Installer & System Setup
The Bodhi Agent is packaged for distribution as a digitally signed Microsoft Software Installer (MSI) named BodhAgentSetup-*.exe - where the * character references the specific machine’s processor architecture (x86 or x64). This MSI can be downloaded from the Internet at http://developer.bodhi.space/download
All software required by the agent is installed via this single MSI. The installer will install the following packages:
- NSSM (available as public open source)
- NodeJS (signed by Joyent Software)
- Bodhi Agent (signed by HotSchedules)
- BodhiAgent Uninstaller
The MSI allows the agent to install the agent anywhere on the local filesystem. The agent establishes the installation directory as its working directory via a shell variable (AGENT_DIR). This directory contains a stand alone directory structure. The general structure for the agent is described below:
/-AGENT_DIR
|-/.storage (local & offline data storage)
|-/node_modules (application components as CommonJS packages)
|-.agent (binding information)
|-agent.json (general configuration data)
|-agent.pid (process identifier file)
|-agent-cli.bat (system wrapper to command line functions)
|-*.log (log files)
|-*.msi (installers & uninstallers)
Note: The system has no dependency on the .Net Framework or the .Net CLR. The agent does not have a dependency on SQL Server or other RDBMS technology.
Agent Service
The agent process runs in the background as a windows service. The MSI creates the service binding for the Bodhi Agent during the installation process. The general interaction between the various components is described below:
NSSM - is a native, third-party service wrapper. The service wrapper provides the hooks for translating service manager events to the Bodhi Agent process. NSSM ensure the service starts on system reboot.
Bodhi Agent - is responsible for collecting POS data. The agent employs a number of different mechanisms for extracting data - polling, file system watchers, local network listeners, etc.
The Bodhi Agent can be managed via standard service management interfaces. It can be stopped such as Windows Task Manager or Windows Service Manager.
Network Usage
The worker process makes use of the BoH machines’ network stack. The diagram below describes the primary network interfaces and the external routes used by the worker:
Local Network Interface
The Bodhi Agent creates and listens on an embedded HTTP endpoint. The worker exposes an web service API endpoint and a single page web app for viewing configuration details over this interface. By default the endpoint listens on port 4444, but this port may be configured by an administrative use. The endpoint explicitly binds to the loopback address (127.0.0.1) limiting the connections it accepts to the local machine only.

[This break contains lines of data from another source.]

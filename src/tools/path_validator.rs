use crate::error::TrimError;
use std::path::Path;

pub fn validate_path_exists(path: &Path) -> Result<(), TrimError> {
    if !path.exists() {
        return Err(TrimError::Config(format!("路徑不存在: {}", path.display())));
    }
    Ok(())
}

pub fn validate_directory_exists(path: &Path) -> Result<(), TrimError> {
    validate_path_exists(path)?;
    if !path.is_dir() {
        return Err(TrimError::Config(format!(
            "路徑不是資料夾: {}",
            path.display()
        )));
    }
    Ok(())
}
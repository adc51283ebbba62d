//! 特徵資料庫建立元件
//!
//! 逐幀解碼片頭樣本影片，將每張畫面的感知雜湊併入資料庫

mod batch_builder;
mod main;

pub use batch_builder::{BatchFingerprintBuilder, BuildReport};
pub use main::{BuildSummary, FingerprintBuilder, print_summary};
use anyhow::{Context, Result};
use std::sync::Arc;
use std::sync::atomic::{AtomicBool, Ordering};

/// 全域協作式中斷旗標
///
/// 信號處理器只負責翻轉旗標，各元件在檔案邊界與逐幀迴圈中輪詢
#[derive(Debug, Clone, Default)]
pub struct CancellationToken {
    flag: Arc<AtomicBool>,
}

impl CancellationToken {
    #[must_use]
    pub fn new() -> Self {
        Self::default()
    }

    pub fn cancel(&self) {
        self.flag.store(true, Ordering::SeqCst);
    }

    #[must_use]
    pub fn is_cancelled(&self) -> bool {
        self.flag.load(Ordering::SeqCst)
    }
}

pub fn setup_shutdown_signal() -> Result<CancellationToken> {
    let token = CancellationToken::new();
    let handler_token = token.clone();

    // 處理器內不做任何 I/O
    ctrlc::set_handler(move || handler_token.cancel()).context("無法設定 Ctrl-C 處理器")?;

    Ok(token)
}

#[cfg(test)]
mod tests {
    use super::*;

    #[test]
    fn test_clones_share_flag() {
        let token = CancellationToken::new();
        let clone = token.clone();
        assert!(!clone.is_cancelled());

        token.cancel();
        assert!(clone.is_cancelled());
    }
}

The binding address is not exposed as a configuration option and therefore may not be changed by an administrative user.
External Network Routes
All agents communicate with two external service providers. The primary service is the hotschedules.io cloud at https://hotschedules.io. The secondary service is the Bodhi Agent application repository at https://rbcplatform.artifactoryonline.com/. All communication with these service is encrypted using TLS 1.2 on port 443. The agent initiates all communication to these services. The services have no means to address the agent or establish a network connection to the agent. Requests to each of these services requires authentication tokens stored in files restricted to the agent.
In addition the customer may define additional external routes for use by the agent. This type of configuration is application specific and beyond the scope of this document.
Configuration & Installation Requirements
The machine should permit the download of the BodhiAgent from http://developer.bodhi.space/download
The machine must allow the installation of the BodhiAgentSetup-*.exe.
The machine must resolve the network addresses for hotschedules.io and rbcplatform.artifactoryonline.com via DNS.
The machine must resolve the network addresses for hotschedules.io and rbcplatform.artifactoryonline.com via DNS.
The machine must allow the agent’s core executable (node.exe) to establish connections on the remote ports 80 (http) and 443 (https).
The agent must be allowed to listen on a user defined unrestricted port (port > 1024) bound to the local interface address (127.0.0.1).
The machine must allow connections to the servers on hotschedules.io
The agent must be allowed to verify the identify of the above servers using the traditional TLS exchange. The operating system must trust the certificate authorities in the trust chains below.
Trust Chain for hotschedules.io
ROOT: DigiCert High Assurance EV Root CA
INTERMEDIATE: |-> DigiCert SHA2 High Assurance Server CA
SEVER: |-> *.hotschedules.io
Note: The agent MAY be configured to use a web proxy to connect to the Internet. This configuration MAY be authenticated using HTTP Basic.
The most common tasks required to complete a standard integration are:
- Opening specific ports on any firewalls to enable communication with our services (aka ‘whitelisting’).
- Ensuring bandwidth spike rules don’t prevent Agent from downloading the appropriate POS package.
- Disabling or adjusting any virus scanners / malware protection software that sometimes detects our Agent as a potential virus / malware.
- Configuring things like content filtering to not block returns of requests. Content filtering is most often part of the firewall configuration.
- High-speed internet connection, ie. no dial-up or cellular connection.